While the rising cost of living has hit many families hard, people on Carer’s Allowance are ineligible for the state’s fuel allowance, resulting in many families restricting their basic needs, says Family Carers Ireland’s communications and policy director. Catherine Cox.

“As costs soar, we are seeing an unprecedented level of stress and financial worries piling up on caring families. Your financial resilience will be pushed to the limit,” she said.

“Many are forced to dive into savings if they’re lucky enough to have some. Many more are falling into debt and being forced to cut back on what is necessary to keep the person they care for healthy and warm.

“The care allowance is not a qualifying payment for the fuel allowance and as such the protections recently extended by the Government to support households during this difficult time do not apply to most care homes.”

The situation is more difficult for caregivers who care for a child with a physical or mental disability, according to the study “Caring at Home – Costs of Care Due to Disability”.

The study found that a two-parent household caring for a youth with a severe intellectual disability can expect to earn at least €752 per week – or €39,104 per year – to maintain a basic standard of living.

The biggest additional costs they face include transportation, the additional costs of accessing private therapy and relief, and costs for personal hygiene, clothing, and household adjustments.

It examined the additional and often significant direct costs that caregiving households face, but also the hidden costs of care that are often not considered, including the cost of not being able to work and the financial cost to families when services are unavailable.

The report found that caregivers not only routinely foot the bill for rest breaks, assessments and care equipment due to “strict eligibility criteria” for government support, but also struggle to access public services, obscuring the true extent of waitlists and inadequacies in provision of essential supports.
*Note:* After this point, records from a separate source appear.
// Signaling client against a local mock lobby server

use futures::{SinkExt, StreamExt};
use serde_json::{json, Value};
use tokio::net::TcpListener;
use tokio::sync::mpsc;
use tokio_tungstenite::{accept_async, tungstenite::Message};

use steerlink::network::protocol::{IceCandidateInit, InboundMessage, OutboundMessage, SessionDescription};
use steerlink::network::session::SessionInput;
use steerlink::network::signaling::{SignalingClient, SignalingEvent};
use steerlink::network::{ClientSession, ProtocolError, SessionError};

/// Accept one client; forward every text frame it sends to `seen`
/// and push each frame of `script` to it once the first frame arrives
async fn mock_server(script: Vec<String>) -> (String, mpsc::UnboundedReceiver<Value>) {
    let listener = TcpListener::bind("127.0.0.1:0").await.unwrap();
    let url = format!("ws://{}", listener.local_addr().unwrap());
    let (seen_tx, seen_rx) = mpsc::unbounded_channel();

    tokio::spawn(async move {
        let (stream, _) = listener.accept().await.unwrap();
        let mut ws = accept_async(stream).await.unwrap();
        let mut scripted = false;

        while let Some(Ok(frame)) = ws.next().await {
            if let Message::Text(text) = frame {
                let value: Value = serde_json::from_str(&text).unwrap();
                let _ = seen_tx.send(value);
                if !scripted {
                    scripted = true;
                    for frame in &script {
                        ws.send(Message::Text(frame.clone())).await.unwrap();
                    }
                }
            }
        }
    });

    (url, seen_rx)
}

fn session() -> ClientSession {
    ClientSession::new("0123456789abc", "ABCD")
}

#[tokio::test]
async fn registers_on_connect() {
    let (url, mut seen) = mock_server(Vec::new()).await;
    let _client = SignalingClient::connect(&url, session()).await.unwrap();

    let register = seen.recv().await.unwrap();
    assert_eq!(register["type"], "register-client");
    assert_eq!(register["clientId"], "0123456789abc");
    assert_eq!(register["lobbyCode"], "ABCD");
}

#[tokio::test]
async fn stamps_outbound_frames() {
    let (url, mut seen) = mock_server(Vec::new()).await;
    let mut client = SignalingClient::connect(&url, session()).await.unwrap();
    seen.recv().await.unwrap();

    let mut candidate = IceCandidateInit::new("candidate:1 1 udp 2122260223 192.168.1.2 5000 typ host");
    candidate.sdp_mid = Some("0".to_string());
    candidate.sdp_m_line_index = Some(0);
    client
        .send(&OutboundMessage::IceCandidateClient { candidate })
        .await
        .unwrap();
    client
        .send(&OutboundMessage::Answer {
            answer: SessionDescription::answer("v=0\r\n"),
        })
        .await
        .unwrap();

    let trickle = seen.recv().await.unwrap();
    assert_eq!(trickle["type"], "ice-candidate-client");
    assert_eq!(trickle["clientId"], "0123456789abc");
    assert_eq!(trickle["lobbyCode"], "ABCD");
    assert_eq!(trickle["candidate"]["sdpMid"], "0");
    assert_eq!(trickle["candidate"]["sdpMLineIndex"], 0);

    let answer = seen.recv().await.unwrap();
    assert_eq!(answer["type"], "answer");
    assert_eq!(answer["answer"]["type"], "answer");
    assert_eq!(answer["answer"]["sdp"], "v=0\r\n");
    assert_eq!(answer["clientId"], "0123456789abc");
}

#[tokio::test]
async fn dispatches_inbound_by_type() {
    let script = vec![
        json!({"type": "offer", "offer": {"type": "offer", "sdp": "v=0\r\n"}}).to_string(),
        json!({"type": "ice-candidate", "candidate": {"candidate": "1 1 udp 1 10.0.0.1 5000 typ host", "sdpMid": "0"}}).to_string(),
        json!({"type": "message", "message": "start"}).to_string(),
        json!({"type": "color-change", "color": "rgba(0, 128, 255, 1)"}).to_string(),
        json!({"type": "error", "message": "Lobby closed"}).to_string(),
    ];
    let (url, _seen) = mock_server(script).await;
    let mut client = SignalingClient::connect(&url, session()).await.unwrap();

    match client.next_event().await {
        SignalingEvent::Message(InboundMessage::Offer { offer }) => assert_eq!(offer.sdp, "v=0\r\n"),
        other => panic!("expected offer, got {:?}", other),
    }
    match client.next_event().await {
        SignalingEvent::Message(InboundMessage::IceCandidate { candidate }) => {
            assert_eq!(candidate.candidate, "1 1 udp 1 10.0.0.1 5000 typ host");
            assert_eq!(candidate.sdp_mid.as_deref(), Some("0"));
        }
        other => panic!("expected ice-candidate, got {:?}", other),
    }
    assert!(matches!(
        client.next_event().await,
        SignalingEvent::Message(InboundMessage::Message { .. })
    ));
    assert_eq!(
        client.next_event().await,
        SignalingEvent::Message(InboundMessage::ColorChange {
            color: "rgba(0, 128, 255, 1)".to_string()
        })
    );
    assert_eq!(
        client.next_event().await,
        SignalingEvent::Message(InboundMessage::Error {
            message: "Lobby closed".to_string()
        })
    );
}

#[tokio::test]
async fn unsupported_and_invalid_frames_are_reported() {
    let script = vec![
        json!({"type": "ping"}).to_string(),
        "not json".to_string(),
        json!({"color": "red"}).to_string(),
        json!({"type": "color-change", "color": "red"}).to_string(),
    ];
    let (url, _seen) = mock_server(script).await;
    let mut client = SignalingClient::connect(&url, session()).await.unwrap();

    assert_eq!(
        client.next_event().await,
        SignalingEvent::Invalid(ProtocolError::UnsupportedType("ping".to_string()))
    );
    assert!(matches!(
        client.next_event().await,
        SignalingEvent::Invalid(ProtocolError::InvalidJson(_))
    ));
    assert_eq!(
        client.next_event().await,
        SignalingEvent::Invalid(ProtocolError::MissingType)
    );

    // The client keeps going after bad frames
    let event = client.next_event().await;
    assert!(matches!(event, SignalingEvent::Message(InboundMessage::ColorChange { .. })));
    assert!(client.is_open());

    // Bad frames map to non-terminal session input
    let input: SessionInput = SignalingEvent::Invalid(ProtocolError::MissingType).into();
    assert_eq!(input, SessionInput::Protocol(ProtocolError::MissingType));
}

#[tokio::test]
async fn connect_failure_is_signaling_error() {
    // Bind then drop to get a port nothing listens on
    let listener = TcpListener::bind("127.0.0.1:0").await.unwrap();
    let url = format!("ws://{}", listener.local_addr().unwrap());
    drop(listener);

    match SignalingClient::connect(&url, session()).await {
        Err(e @ SessionError::Signaling(_)) => assert!(e.is_terminal()),
        Err(other) => panic!("expected signaling error, got {}", other),
        Ok(_) => panic!("connect should fail"),
    }
}

#[tokio::test]
async fn send_after_close_fails() {
    let (url, _seen) = mock_server(Vec::new()).await;
    let mut client = SignalingClient::connect(&url, session()).await.unwrap();
    client.close().await;

    assert!(!client.is_open());
    let result = client.send(&OutboundMessage::RegisterClient {}).await;
    assert!(matches!(result, Err(SessionError::Signaling(_))));
    assert_eq!(client.next_event().await, SignalingEvent::Closed);
}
The report also found that “direct and indirect support falls well short of what many caring families, particularly those on low incomes, need to ensure an acceptable, equitable quality of life.

Even if they are able to meet their basic needs, the research shows that care households are disadvantaged in many areas compared to similar households without care and disability needs.

This includes opportunities to work, save, take a break, socialize and engage in recreational activities.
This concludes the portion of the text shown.